Underwater Construction:
Mother Nature set up one of the most formidable obstacles for the Golden Gate Bridge's builders. In January 1933, work began on the bridge's south tower, with foundations sunk deep into the ocean floor. Divers were hired to perform intricate procedures in the strait's violent currents, putting their equipment, skills and bravery to the test.

Tumultuous Currents
The narrow strait between Marin County and San Francisco is one of the world's most tumultuous bodies of water. Up to 335 feet deep and only a mile and a quarter wide, the Golden Gate is the largest California coastal opening -- a portal into which the Pacific Ocean surges. Powerful currents also flow in the opposite direction, as water from many of Northern California's freshwater rivers and streams rushes into San Francisco Bay. This freshwater flow collides with the incoming Pacific, creating complex and violent currents. At 2.3 million cubic feet per second, these currents pump one-sixth of the volume of the San Francisco Bay through the Gate and into the Pacific Ocean every day.

An Audacious Plan
To build the bridge, workers would have to erect a pier more than 1100 feet out in the middle of the Gate — the first bridge support ever constructed in the open ocean. Chief engineer Joseph Strauss' bold plan called for workers to first build a giant fender to protect the pier from stray, fog-bound ships. The fender would enclose a football-field-sized area from which water would be pumped out. The concrete tower foundation would be laid inside. Once this was completed, water was to be pumped back into the 40-foot-thick concrete walls of the fender, in order to strengthen the fender against the current.

90 Feet Down
Divers were crucial to the plan. They guided beams, panels, blasting tubes and 40-ton steel forms into position and secured them, striving all the while to avoid being swept away in the current. Workers shot timed black powder bombs deep into bedrock through the blasting tubes, often with such power that dozens of fish would be thrown out of the water and onto the south shore. Divers sometimes ventured as deep as 90 feet below the surface to remove detonation debris. They smoothed the floor's surface using underwater hoses that exerted 500 pounds of hydraulic pressure. To add to the difficulty, divers worked blindly, forced to feel their way due to murky water, fast-changing currents and bulky diving suits.

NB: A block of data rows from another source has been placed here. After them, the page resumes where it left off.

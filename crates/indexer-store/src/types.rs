//! Cached rows derived from committed order state.

use serde::{Deserialize, Serialize};

use indexer_types::{Address, OrderId, TokenSetId, U256};

/// Per-token cache row. The floor ask and top bid are denormalizations of the
/// order table; they are only ever written through the conditional recompute
/// operations, never directly.
#[derive(Debug, Clone, Serialize, Deserialize)]
pub struct Token {
	pub contract: Address,
	pub token_id: U256,
	/// Current owner, maintained from ERC-721 transfers. `None` for burned
	/// tokens and for ERC-1155 tokens, which have no single owner.
	pub owner: Option<Address>,
	pub floor_sell_id: Option<OrderId>,
	pub floor_sell_value: Option<U256>,
	pub floor_sell_maker: Option<Address>,
	pub top_buy_id: Option<OrderId>,
	pub top_buy_value: Option<U256>,
	pub top_buy_maker: Option<Address>,
}

impl Token {
	pub fn new(contract: Address, token_id: U256) -> Self {
		Self {
			contract,
			token_id,
			owner: None,
			floor_sell_id: None,
			floor_sell_value: None,
			floor_sell_maker: None,
			top_buy_id: None,
			top_buy_value: None,
			top_buy_maker: None,
		}
	}
}

/// Cache row for a non-single-token set: the top bid placed on exactly this
/// set (range, contract-wide or list).
#[derive(Debug, Clone, Serialize, Deserialize)]
pub struct TokenSetRow {
	pub id: TokenSetId,
	pub top_buy_id: Option<OrderId>,
	pub top_buy_value: Option<U256>,
	pub top_buy_maker: Option<Address>,
}

impl TokenSetRow {
	pub fn new(id: TokenSetId) -> Self {
		Self {
			id,
			top_buy_id: None,
			top_buy_value: None,
			top_buy_maker: None,
		}
	}
}

/// One top-bid cache transition, reported by the recompute operations so the
/// reconciler can log and chain further work off actual changes only.
#[derive(Debug, Clone, Serialize, Deserialize)]
pub struct TopBuyChange {
	pub contract: Address,
	/// `None` for set-level changes.
	pub token_id: Option<U256>,
	pub order_id: Option<OrderId>,
	pub maker: Option<Address>,
	pub value: Option<U256>,
	pub previous_value: Option<U256>,
}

Work inside the fender was the riskiest. At any moment, its walls could collapse from contact with a stray ship lost in the fog, or from the intense pressure exerted by the currents. "We were down damn near 50 feet, and every time you go down 29 feet you double your atmospheric pressure," recalled diver Bob Patching. "Well, that's strong enough it can hold you smack against a wall, and you can't move."

Racing the Clock
The Gate's changing currents only afforded workers narrow windows of dive time. The men were restricted to submerging for four twenty-minute periods per day. With the construction team's tight schedule, divers were often forced to surface before having sufficient time to decompress, increasing the likelihood that they would develop caisson disease, a nitrogen deficiency also known as "the bends."

Lucrative Dives
Despite the danger, men flocked to the underwater work. In Depression-era America, any steady, well-paid job was a godsend.

A Solid Foundation
The divers' efforts ended in success. On December 3, 1934, chief diver Chris Hansen descended into an inspection well with the pier job superintendent, Jack Graham, and resident engineer Russell Cone. A hundred and seven feet down, they inspected the bedrock and the foundations, congratulating themselves on a job well done. A few days later, Berkeley geologist Andrew Lawson made the descent, and reported that "the rock of the entire area is compact, strong serpentine remarkably free from seams... When struck with a hammer, it rings like steel."